Director: Stephen Gaghan

Producers: Jennifer Fox, Georgia Kacandes, Michael Nozik

Written by: Stephen Gaghan; suggested by See No Evil: The True Story of a Ground Soldier in the CIA’s War on Terrorism, by Robert Baer

Cast: George Clooney, Matt Damon, Jeffrey Wright, Chris Cooper, William Hurt, Mazhar Munir, Tim Blake Nelson, Amanda Peet, Christopher Plummer, Alexander Siddig

Rating:


Writer/director Stephen Gaghan wants us to have no doubt that his new film Syriana is no mere entertainment, but in fact a very serious film, about grave matters that are rarely depicted in American films. Unfortunately, his film doesn’t live up to the gravitas of its subject matter, which is really a shame, because it could have been a special film, it could have been important. But ultimately Syriana is just a hectoring, didactic bit of self-righteous agitprop.
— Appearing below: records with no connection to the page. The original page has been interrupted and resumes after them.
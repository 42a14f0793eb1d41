//! Artifact names and their typed contents.

use std::collections::HashMap;
use std::fmt;

use serde::{Deserialize, Serialize};

use super::SnapshotError;
use crate::card::Card;
use crate::catalog::{CardImages, Catalog, ImageEntry, PrefixTree};

/// One persisted catalog index.
#[derive(Debug, Clone, Copy, PartialEq, Eq, Hash, PartialOrd, Ord, Serialize, Deserialize)]
#[serde(rename_all = "snake_case")]
pub enum Artifact {
    CardDict,
    NameToId,
    ImageDict,
    CardImages,
    CardTree,
    Names,
    FullNames,
    OracleToId,
}

impl Artifact {
    pub const ALL: [Artifact; 8] = [
        Artifact::CardDict,
        Artifact::NameToId,
        Artifact::ImageDict,
        Artifact::CardImages,
        Artifact::CardTree,
        Artifact::Names,
        Artifact::FullNames,
        Artifact::OracleToId,
    ];

    pub fn file_name(&self) -> &'static str {
        match self {
            Artifact::CardDict => "carddict.json",
            Artifact::NameToId => "nameToId.json",
            Artifact::ImageDict => "imagedict.json",
            Artifact::CardImages => "cardimages.json",
            Artifact::CardTree => "cardtree.json",
            Artifact::Names => "names.json",
            Artifact::FullNames => "full_names.json",
            Artifact::OracleToId => "oracleToId.json",
        }
    }

    /// Artifact stored under `file_name`, if any.
    pub fn from_file_name(file_name: &str) -> Option<Self> {
        Self::ALL.into_iter().find(|a| a.file_name() == file_name)
    }

    /// Serialize this artifact's index from `catalog`.
    pub(crate) fn to_json(self, catalog: &Catalog) -> Result<Vec<u8>, SnapshotError> {
        let bytes = match self {
            Artifact::CardDict => serde_json::to_vec(&catalog.dict),
            Artifact::NameToId => serde_json::to_vec(&catalog.name_to_id),
            Artifact::ImageDict => serde_json::to_vec(&catalog.imagedict),
            Artifact::CardImages => serde_json::to_vec(&catalog.cardimages),
            Artifact::CardTree => serde_json::to_vec(&catalog.cardtree),
            Artifact::Names => serde_json::to_vec(&catalog.names),
            Artifact::FullNames => serde_json::to_vec(&catalog.full_names),
            Artifact::OracleToId => serde_json::to_vec(&catalog.oracle_to_id),
        };
        bytes.map_err(|e| SnapshotError::parse(self.file_name(), e))
    }
}

impl fmt::Display for Artifact {
    fn fmt(&self, f: &mut fmt::Formatter<'_>) -> fmt::Result {
        f.write_str(self.file_name())
    }
}

/// Parsed contents of one artifact.
#[derive(Debug, Clone, PartialEq)]
pub enum ArtifactData {
    CardDict(HashMap<String, Card>),
    NameToId(HashMap<String, Vec<String>>),
    ImageDict(HashMap<String, ImageEntry>),
    CardImages(HashMap<String, CardImages>),
    CardTree(PrefixTree),
    Names(Vec<String>),
    FullNames(PrefixTree),
    OracleToId(HashMap<String, Vec<String>>),
}

impl ArtifactData {
    pub fn parse(artifact: Artifact, bytes: &[u8]) -> Result<Self, SnapshotError> {
        let parsed = match artifact {
            Artifact::CardDict => serde_json::from_slice(bytes).map(Self::CardDict),
            Artifact::NameToId => serde_json::from_slice(bytes).map(Self::NameToId),
            Artifact::ImageDict => serde_json::from_slice(bytes).map(Self::ImageDict),
            Artifact::CardImages => serde_json::from_slice(bytes).map(Self::CardImages),
            Artifact::CardTree => from_nested_slice(bytes).map(Self::CardTree),
            Artifact::Names => serde_json::from_slice(bytes).map(Self::Names),
            Artifact::FullNames => from_nested_slice(bytes).map(Self::FullNames),
            Artifact::OracleToId => serde_json::from_slice(bytes).map(Self::OracleToId),
        };
        parsed.map_err(|e| SnapshotError::parse(artifact.file_name(), e))
    }

    pub fn artifact(&self) -> Artifact {
        match self {
            Self::CardDict(_) => Artifact::CardDict,
            Self::NameToId(_) => Artifact::NameToId,
            Self::ImageDict(_) => Artifact::ImageDict,
            Self::CardImages(_) => Artifact::CardImages,
            Self::CardTree(_) => Artifact::CardTree,
            Self::Names(_) => Artifact::Names,
            Self::FullNames(_) => Artifact::FullNames,
            Self::OracleToId(_) => Artifact::OracleToId,
        }
    }

    /// Replace the matching index of `catalog`.
    pub fn apply_to(self, catalog: &mut Catalog) {
        match self {
            Self::CardDict(dict) => catalog.dict = dict,
            Self::NameToId(name_to_id) => catalog.name_to_id = name_to_id,
            Self::ImageDict(imagedict) => catalog.imagedict = imagedict,
            Self::CardImages(cardimages) => catalog.cardimages = cardimages,
            Self::CardTree(tree) => catalog.cardtree = tree,
            Self::Names(names) => catalog.names = names,
            Self::FullNames(tree) => catalog.full_names = tree,
            Self::OracleToId(oracle_to_id) => catalog.oracle_to_id = oracle_to_id,
        }
    }
}

/// Parse a document nested two levels per character of its longest word.
///
/// Card names run past 140 characters, well beyond the parser's default
/// depth limit of 128.
fn from_nested_slice<'de, T: Deserialize<'de>>(bytes: &'de [u8]) -> serde_json::Result<T> {
    let mut de = serde_json::Deserializer::from_slice(bytes);
    de.disable_recursion_limit();
    let value = T::deserialize(&mut de)?;
    de.end()?;
    Ok(value)
}
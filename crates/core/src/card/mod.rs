//! Card records: the upstream shape, the canonical shape, and the conversion between them.

mod convert;
mod raw;
mod types;

pub use convert::{
    convert_card, convert_cmc, convert_colors, convert_legalities, convert_name,
    convert_oracle_text, convert_parsed_cost, convert_type, has_separate_back_face,
    tokenize_mana_cost, ConvertError,
};
pub use raw::{ImageUris, RawCard, RawCardFace};
pub use types::{
    Card, CardDetails, ColorCategory, Legalities, MISSING_IMAGE_URL, PLACEHOLDER_NAME,
    SUPPORTED_FORMATS,
};
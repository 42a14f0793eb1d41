use super::{
    types::{Config, UpstreamSource},
    ConfigError,
};

/// Validate configuration
/// Currently validates:
/// - Autocomplete limit is not 0
/// - Upstream timeout is not 0
/// - A file is configured when the upstream source is "file"
pub fn validate_config(config: &Config) -> Result<(), ConfigError> {
    if config.catalog.autocomplete_limit == 0 {
        return Err(ConfigError::ValidationError(
            "catalog.autocomplete_limit cannot be 0".to_string(),
        ));
    }

    if config.upstream.timeout_secs == 0 {
        return Err(ConfigError::ValidationError(
            "upstream.timeout_secs cannot be 0".to_string(),
        ));
    }

    if config.upstream.source == UpstreamSource::File && config.upstream.file.is_none() {
        return Err(ConfigError::ValidationError(
            "upstream.file is required when upstream.source = \"file\"".to_string(),
        ));
    }

    Ok(())
}
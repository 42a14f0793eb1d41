//! Ingestion: upstream records to a persisted catalog.

mod job;

pub use job::{build_catalog, build_catalog_parallel, run_update, BuildReport, DEFAULT_SHARD_SIZE};

use thiserror::Error;

use crate::snapshot::SnapshotError;
use crate::upstream::FeedError;

/// Errors that abort an ingestion run.
#[derive(Debug, Error)]
pub enum IngestError {
    /// Fetching records failed. Nothing was written.
    #[error("Upstream feed failed: {0}")]
    Feed(#[from] FeedError),

    /// The feed returned records but none of them converted.
    #[error("None of the {0} upstream records could be converted")]
    NoConvertibleRecords(usize),

    /// Persisting the catalog failed.
    #[error("Failed to save catalog: {0}")]
    Snapshot(#[from] SnapshotError),

    /// Background build task panicked or was cancelled.
    #[error("Catalog build task failed: {0}")]
    Task(String),
}
//! Records read from a local JSON file, as used in fixture mode.

use std::path::PathBuf;

use async_trait::async_trait;
use tracing::info;

use super::scryfall::parse_records;
use super::{FeedBatch, FeedError, UpstreamFeed};

pub struct FileFeed {
    path: PathBuf,
}

impl FileFeed {
    pub fn new(path: impl Into<PathBuf>) -> Self {
        Self { path: path.into() }
    }
}

#[async_trait]
impl UpstreamFeed for FileFeed {
    fn name(&self) -> &str {
        "file"
    }

    async fn fetch_default_cards(&self) -> Result<FeedBatch, FeedError> {
        let bytes = tokio::fs::read(&self.path).await.map_err(|e| FeedError::Io {
            path: self.path.clone(),
            source: e,
        })?;

        let batch = tokio::task::spawn_blocking(move || parse_records(&bytes))
            .await
            .map_err(|e| FeedError::Parse(format!("Parse task failed: {}", e)))??;

        info!(
            path = %self.path.display(),
            records = batch.len(),
            malformed = batch.malformed,
            "Read records from file"
        );
        Ok(batch)
    }
}
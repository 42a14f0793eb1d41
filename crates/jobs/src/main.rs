use std::path::PathBuf;

use anyhow::{Context, Result};
use tracing::{error, info, warn};
use tracing_subscriber::{layer::SubscriberExt, util::SubscriberInitExt};

use cardcatalog_core::{feed_from_config, load_config, run_update, validate_config, CatalogService};

/// Application version
const VERSION: &str = env!("CARGO_PKG_VERSION");

#[tokio::main]
async fn main() {
    if let Err(e) = run().await {
        error!("Fatal error: {:#}", e);
        std::process::exit(1);
    }
}

async fn run() -> Result<()> {
    // Initialize logging
    tracing_subscriber::registry()
        .with(
            tracing_subscriber::EnvFilter::try_from_default_env()
                .unwrap_or_else(|_| "info".into()),
        )
        .with(tracing_subscriber::fmt::layer())
        .init();

    info!("update-cards v{}", VERSION);

    // Determine config path
    let config_path = std::env::var("CARDCATALOG_CONFIG")
        .map(PathBuf::from)
        .unwrap_or_else(|_| PathBuf::from("config.toml"));

    // Load configuration
    info!("Loading configuration from {:?}", config_path);
    let config = load_config(&config_path)
        .with_context(|| format!("Failed to load config from {:?}", config_path))?;

    // Validate configuration
    validate_config(&config).context("Configuration validation failed")?;

    let data_dir = &config.catalog.data_dir;
    info!("Snapshot directory: {:?}", data_dir);
    info!("Upstream source: {:?}", config.upstream.source);

    // Fetch, build and persist
    let feed = feed_from_config(&config.upstream).context("Failed to create upstream feed")?;
    let report = run_update(feed.as_ref(), data_dir)
        .await
        .context("Catalog update failed")?;

    if report.skipped > 0 {
        warn!("Skipped {} malformed or unconvertible records", report.skipped);
    }

    // Load what was just written, the same way the service does at startup
    let service = CatalogService::global();
    service
        .initialize(data_dir, config.catalog.fixture_mode)
        .await
        .with_context(|| format!("Written snapshot in {:?} failed to load", data_dir))?;

    let stats = service.stats().context("Catalog not loaded after initialize")?;
    info!(
        cards = stats.cards,
        names = stats.names,
        name_keys = stats.name_keys,
        image_entries = stats.image_entries,
        card_images = stats.card_images,
        tree_buckets = stats.tree_buckets,
        full_names = stats.full_names,
        oracle_ids = stats.oracle_ids,
        skipped = report.skipped,
        "Catalog ready"
    );

    Ok(())
}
The subject of the film is oil, the devil’s excrement as they call it in Venezuela. Oil is perhaps worse than gold in that it can corrupt the collective soul of an entire society, and Gaghan certainly sees the United States as being poisoned and poisonous. Syriana is an ambitious indictment of U.S. foreign policy. Like Traffic (the Oscar-winning film Gaghan scripted), Syriana is an ensemble film with numerous characters and subplots. Primarily it deals with a grizzled CIA veteran (Clooney), a reform-minded prince (Siddig) and his young American advisor (Damon), and a lawyer (Wright) trying to finesse a shady oil merger.

Gaghan won a lot of admirers for scripting a two-hour film version out of the original mini-series “Traffik.” I was not one of those admirers. To me Syriana and Traffic share many of the same flaws: They both felt rushed, the storylines and characters underdeveloped. As a writer (and this is most certainly a writer’s picture), Gaghan’s main interest seems to be dialogue. He wants to seduce us with the patter of diplomatic banter, and fetishizes the vernacular. There’s hardly a silent moment in the entire film. Characters spout off reams of dialogue, constantly giving exposition on events, or pontificating about how things are in the “real world.” Many of the characters in the film seem to be graduates of the Gordon Gecko school of realpolitik. “Greed is good,” “corruption is why we win,” and all we really need is the “illusion of justice.” Are the villains of the real world actually so self-righteous? I don’t know, but I have to say that for me there’s nothing more obnoxious than the feeling of being browbeaten by movie.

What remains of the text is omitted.